*Required work:* Copy out exactly the lines below that run from the one holding "field.blobs[0].position = Vec2::new(WIDTH - 1.0, HEIGHT" to the one holding "for blob in &field.blobs", keeping both of those lines and no others.

*Excerpted data:*
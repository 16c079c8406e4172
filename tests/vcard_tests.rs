//! Behavior tests for the contact card serializer.

use cardscape::config::{ContactDetails, ContactItem, ProfileRecord};
use cardscape::export::{render_vcard, save_vcard_to, vcard_file_name};

fn item(text: &str) -> ContactItem {
    ContactItem {
        text: text.to_string(),
        link: None,
    }
}

fn reference_profile() -> ProfileRecord {
    ProfileRecord {
        company_name: "S.K ENTERPRISES".to_string(),
        person_name: "VIKAS AGARWAL".to_string(),
        title: "Proprietor".to_string(),
        bio: String::new(),
        monogram: "SKE".to_string(),
        contacts: ContactDetails {
            email: item("a@b.com"),
            phone: item("+91 1"),
            address: item("X St"),
        },
    }
}

#[test]
fn test_reference_profile_lines() {
    let vcard = render_vcard(&reference_profile());
    let lines: Vec<&str> = vcard.lines().collect();

    assert!(lines.contains(&"FN:VIKAS AGARWAL"));
    assert!(lines.contains(&"N:AGARWAL;VIKAS;;;"));
    assert!(lines.contains(&"ORG:S.K ENTERPRISES"));
    assert!(lines.contains(&"TITLE:Proprietor"));
    assert!(lines.contains(&"EMAIL;TYPE=INTERNET:a@b.com"));
    assert!(lines.contains(&"TEL;TYPE=CELL,VOICE:+91 1"));
    assert!(lines.contains(&"ADR;TYPE=WORK:;;X St;;;;"));
}

#[test]
fn test_field_order() {
    let vcard = render_vcard(&reference_profile());
    let prefixes: Vec<&str> = vcard
        .lines()
        .map(|l| l.split(&[':', ';'][..]).next().unwrap())
        .collect();

    assert_eq!(
        prefixes,
        vec![
            "BEGIN", "VERSION", "FN", "N", "ORG", "TITLE", "EMAIL", "TEL", "ADR", "END"
        ]
    );
}

#[test]
fn test_single_token_name_has_empty_family() {
    let profile = ProfileRecord {
        person_name: "Prince".to_string(),
        ..reference_profile()
    };
    let vcard = render_vcard(&profile);

    assert!(vcard.lines().any(|l| l == "N:;Prince;;;"));
    assert!(vcard.lines().any(|l| l == "FN:Prince"));
}

#[test]
fn test_empty_record_degrades_gracefully() {
    let profile = ProfileRecord {
        company_name: String::new(),
        person_name: String::new(),
        title: String::new(),
        bio: String::new(),
        monogram: String::new(),
        contacts: ContactDetails {
            email: item(""),
            phone: item(""),
            address: item(""),
        },
    };
    let vcard = render_vcard(&profile);
    let lines: Vec<&str> = vcard.lines().collect();

    assert_eq!(lines.first(), Some(&"BEGIN:VCARD"));
    assert_eq!(lines.last(), Some(&"END:VCARD"));
    assert!(lines.contains(&"FN:"));
    assert!(lines.contains(&"N:;;;;"));
    assert!(lines.contains(&"ORG:"));
    assert!(lines.contains(&"ADR;TYPE=WORK:;;;;;;"));
}

#[test]
fn test_file_name_replaces_spaces() {
    assert_eq!(vcard_file_name("VIKAS AGARWAL"), "VIKAS_AGARWAL.vcf");
    assert_eq!(vcard_file_name("Prince"), "Prince.vcf");
    assert_eq!(
        vcard_file_name("VIKAS KUMAR AGARWAL"),
        "VIKAS_KUMAR_AGARWAL.vcf"
    );
}

#[test]
fn test_save_writes_expected_file() {
    let dir = std::env::temp_dir().join(format!("cardscape_vcard_{}", std::process::id()));
    let profile = reference_profile();

    let path = save_vcard_to(&profile, &dir).expect("export should succeed");

    assert_eq!(
        path.file_name().and_then(|n| n.to_str()),
        Some("VIKAS_AGARWAL.vcf")
    );
    let written = std::fs::read_to_string(&path).expect("exported file should be readable");
    assert_eq!(written, render_vcard(&profile));

    std::fs::remove_dir_all(&dir).ok();
}

#[test]
fn test_payload_rebuilt_per_export() {
    let mut profile = reference_profile();
    let first = render_vcard(&profile);
    profile.title = "Director".to_string();
    let second = render_vcard(&profile);

    assert!(first.contains("TITLE:Proprietor"));
    assert!(second.contains("TITLE:Director"));
}
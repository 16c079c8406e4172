//! Behavior tests for the blob field simulator.
//!
//! Properties under test:
//! - toroidal wraparound keeps every position in [0, w) x [0, h) after
//!   every step, including exact-boundary starts
//! - the blob census and per-blob hue/size never change after creation
//! - pointer attraction is directionally monotonic
//! - velocity is never clamped
//! - resize preserves blob state; teardown-then-reinit starts fresh

use cardscape::config::FieldParameters;
use cardscape::sim::BlobField;
use glam::Vec2;

const WIDTH: f32 = 1280.0;
const HEIGHT: f32 = 720.0;

fn test_field(seed: u64) -> BlobField {
    BlobField::seeded(Vec2::new(WIDTH, HEIGHT), FieldParameters::default(), seed)
}

fn assert_in_bounds(field: &BlobField, context: &str) {
    for (i, blob) in field.blobs.iter().enumerate() {
        let p = blob.position;
        assert!(
            p.x >= 0.0 && p.x < WIDTH && p.y >= 0.0 && p.y < HEIGHT,
            "{}: blob {} escaped at frame {}: ({}, {})",
            context,
            i,
            field.frame,
            p.x,
            p.y
        );
    }
}

// ============================================================================
// Wraparound invariant
// ============================================================================

#[test]
fn test_positions_stay_in_bounds_over_many_steps() {
    let mut field = test_field(11);

    for step in 0..500 {
        // Pointer sweeping around, including positions outside the viewport
        let angle = step as f32 * 0.05;
        let pointer = Vec2::new(
            WIDTH * 0.5 + angle.cos() * WIDTH,
            HEIGHT * 0.5 + angle.sin() * HEIGHT,
        );
        field.step(pointer);
        assert_in_bounds(&field, "sweep");
    }
}

#[test]
fn test_exact_boundary_start_wraps_to_zero() {
    let mut field = test_field(12);
    field.blobs[0].position = Vec2::new(WIDTH, HEIGHT);
    field.blobs[0].velocity = Vec2::ZERO;
    field.blobs[1].position = Vec2::ZERO;
    field.blobs[1].velocity = Vec2::new(-0.25, -0.25);

    field.step(Vec2::new(WIDTH * 0.5, HEIGHT * 0.5));

    assert_in_bounds(&field, "boundary start");
}

#[test]
fn test_fast_blob_wraps_multiple_widths() {
    let mut field = test_field(13);
    field.blobs[0].velocity = Vec2::new(WIDTH * 2.5, -HEIGHT * 3.5);

    field.step(Vec2::new(WIDTH * 0.5, HEIGHT * 0.5));

    assert_in_bounds(&field, "multi-width overshoot");
}

// ============================================================================
// Census and fixed attributes
// ============================================================================

#[test]
fn test_census_and_appearance_constant() {
    let mut field = test_field(21);
    let initial: Vec<(f32, f32)> = field.blobs.iter().map(|b| (b.hue, b.size)).collect();
    assert_eq!(field.blobs.len(), 5);

    for _ in 0..300 {
        field.step(Vec2::new(100.0, 600.0));
    }

    assert_eq!(field.blobs.len(), 5, "census changed during stepping");
    for (blob, (hue, size)) in field.blobs.iter().zip(initial.iter()) {
        assert_eq!(blob.hue, *hue, "hue changed after initialization");
        assert_eq!(blob.size, *size, "size changed after initialization");
    }
}

#[test]
fn test_configured_census_is_respected() {
    let params = FieldParameters {
        blob_count: 9,
        ..FieldParameters::default()
    };
    let field = BlobField::seeded(Vec2::new(WIDTH, HEIGHT), params, 22);
    assert_eq!(field.blobs.len(), 9);
}

// ============================================================================
// Pointer attraction
// ============================================================================

#[test]
fn test_attraction_pulls_horizontal_velocity_toward_pointer() {
    let mut field = test_field(31);

    // Pointer strictly to the right of every possible blob position
    let pointer = Vec2::new(WIDTH + 5000.0, HEIGHT * 0.5);
    let initial_mean_vx: f32 =
        field.blobs.iter().map(|b| b.velocity.x).sum::<f32>() / field.blobs.len() as f32;

    for _ in 0..200 {
        field.step(pointer);
    }

    let mean_vx: f32 =
        field.blobs.iter().map(|b| b.velocity.x).sum::<f32>() / field.blobs.len() as f32;
    assert!(
        mean_vx > initial_mean_vx,
        "mean horizontal velocity should rise toward a pointer on the right: {} -> {}",
        initial_mean_vx,
        mean_vx
    );
    assert!(
        mean_vx > 0.0,
        "mean horizontal velocity should end positive, got {}",
        mean_vx
    );
}

#[test]
fn test_velocity_is_never_clamped() {
    let mut field = test_field(32);
    let limit = field.params.speed_limit;

    // A distant stationary pointer accumulates velocity without bound
    let pointer = Vec2::new(WIDTH + 5000.0, HEIGHT * 0.5);
    for _ in 0..500 {
        field.step(pointer);
    }

    assert!(
        field.max_speed() > limit * 10.0,
        "speed should grow far past the initial range ({} px/f), got {}",
        limit,
        field.max_speed()
    );
}

// ============================================================================
// Resize and lifecycle
// ============================================================================

#[test]
fn test_resize_preserves_blob_state() {
    let mut field = test_field(41);
    for _ in 0..50 {
        field.step(Vec2::new(300.0, 300.0));
    }

    let before: Vec<Vec2> = field.blobs.iter().map(|b| b.position).collect();
    field.resize(Vec2::new(WIDTH * 2.0, HEIGHT * 2.0));

    for (blob, pos) in field.blobs.iter().zip(before.iter()) {
        assert_eq!(blob.position, *pos, "resize must not move blobs");
    }
    assert_eq!(field.blobs.len(), 5);
}

#[test]
fn test_shrinking_resize_rewraps_on_next_step() {
    let mut field = test_field(42);
    field.blobs[0].position = Vec2::new(WIDTH - 1.0, HEIGHT - 1.0);
    field.blobs[0].velocity = Vec2::ZERO;

    let small = Vec2::new(400.0, 300.0);
    field.resize(small);
    field.step(Vec2::new(200.0, 150.0));

    for blob in &field.blobs {
        assert!(blob.position.x >= 0.0 && blob.position.x < small.x);
        assert!(blob.position.y >= 0.0 && blob.position.y < small.y);
    }
}

#[test]
fn test_teardown_then_reinit_starts_fresh() {
    let mut field = test_field(43);
    for _ in 0..100 {
        field.step(Vec2::new(640.0, 360.0));
    }
    assert_eq!(field.frame, 100);

    // Dropping the field is the teardown; the host owns at most one field,
    // so a second concurrent subscription cannot exist.
    drop(field);

    let mut fresh = test_field(43);
    assert_eq!(fresh.frame, 0);
    assert_eq!(fresh.blobs.len(), 5);
    fresh.step(Vec2::new(640.0, 360.0));
    assert_eq!(fresh.frame, 1);
}

// ============================================================================
// Jitter
// ============================================================================

#[test]
fn test_jitter_moves_stationary_blobs() {
    let mut field = test_field(51);
    for blob in &mut field.blobs {
        blob.velocity = Vec2::ZERO;
    }
    let before: Vec<Vec2> = field.blobs.iter().map(|b| b.position).collect();

    // Pointer on top of each blob would still attract; park it far away and
    // give it no time to accumulate meaningful pull in a single step
    field.step(Vec2::new(WIDTH * 0.5, HEIGHT * 0.5));

    let moved = field
        .blobs
        .iter()
        .zip(before.iter())
        .filter(|(b, p)| b.position != **p)
        .count();
    assert!(moved > 0, "noise jitter should displace stationary blobs");
}

#[test]
fn test_jitter_stays_within_amplitude() {
    let params = FieldParameters {
        pointer_attraction: 0.0,
        ..FieldParameters::default()
    };
    let mut field = BlobField::seeded(Vec2::new(WIDTH, HEIGHT), params, 52);
    for blob in &mut field.blobs {
        blob.velocity = Vec2::ZERO;
        blob.position = Vec2::new(WIDTH * 0.5, HEIGHT * 0.5);
    }

    let amplitude = field.params.jitter_amplitude;
    let before: Vec<Vec2> = field.blobs.iter().map(|b| b.position).collect();
    field.step(Vec2::ZERO);

    for (blob, p) in field.blobs.iter().zip(before.iter()) {
        let delta = blob.position - *p;
        assert!(
            delta.x.abs() <= amplitude + 1e-4 && delta.y.abs() <= amplitude + 1e-4,
            "jitter exceeded amplitude: {:?}",
            delta
        );
    }
}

*Result of this exercise:*
    field.blobs[0].position = Vec2::new(WIDTH - 1.0, HEIGHT - 1.0);
    field.blobs[0].velocity = Vec2::ZERO;

    let small = Vec2::new(400.0, 300.0);
    field.resize(small);
    field.step(Vec2::new(200.0, 150.0));

    for blob in &field.blobs {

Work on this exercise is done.